Going Further with Eye Tracking or ERPs
After at least 1-2 quarters of experience with eye tracking or ERP data collection, some students want to learn how to process and analyze the data. This is somewhat rare for eye tracking research, where it involves being taught by your direct supervisor how to write Matlab scripts to process the data. It is more common for ERP research, where you can do quite a bit without programming and where we have excellent resources to supplement the training you'll receive from your direct supervisor:
ERPLAB Toolbox—this is the software package we developed for ERP analyses (which is used by researchers all over the world)
Applied Event-Related Potential Data Analysis—This is a free online book that Steve wrote to teach researchers how to process and analyze EEG/ERP data using ERPLAB Toolbox
An Introduction to the Event-Related Potential Technique—This is a more general textbook on ERPs that Steve wrote.
The ERP Boot Camp—This is a 10-day NIH-funded summer workshop that we run every year (alternating between San Diego and Davis). It is designed for training people from other universities, but we allow UC-Davis students to attend when it’s in Davis.

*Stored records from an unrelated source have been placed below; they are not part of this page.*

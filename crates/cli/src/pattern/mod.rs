// SPDX-License-Identifier: MIT
// Copyright (c) 2026 Alfred Jean LLC

//! Keyword occurrence counting.
//!
//! A pattern is preprocessed once into a [`PatternMatcher`], then applied
//! to any number of texts.

pub mod matcher;

pub use matcher::{PatternMatcher, fold_case};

RAs who want to learn ERP analysis usually start by going through the first few chapters of the Applied Event-Related Potential Data Analysis book. They then start doing the "preprocessing" steps for an ongoing experiment (sometimes but not always an experiment in which they're doing the recording). Students who are working on individual projects will also typically learn to do the final analyses, such as measuring the amplitudes and latency of ERP components, performing decoding or representational similarity analysis, and statistical analyses.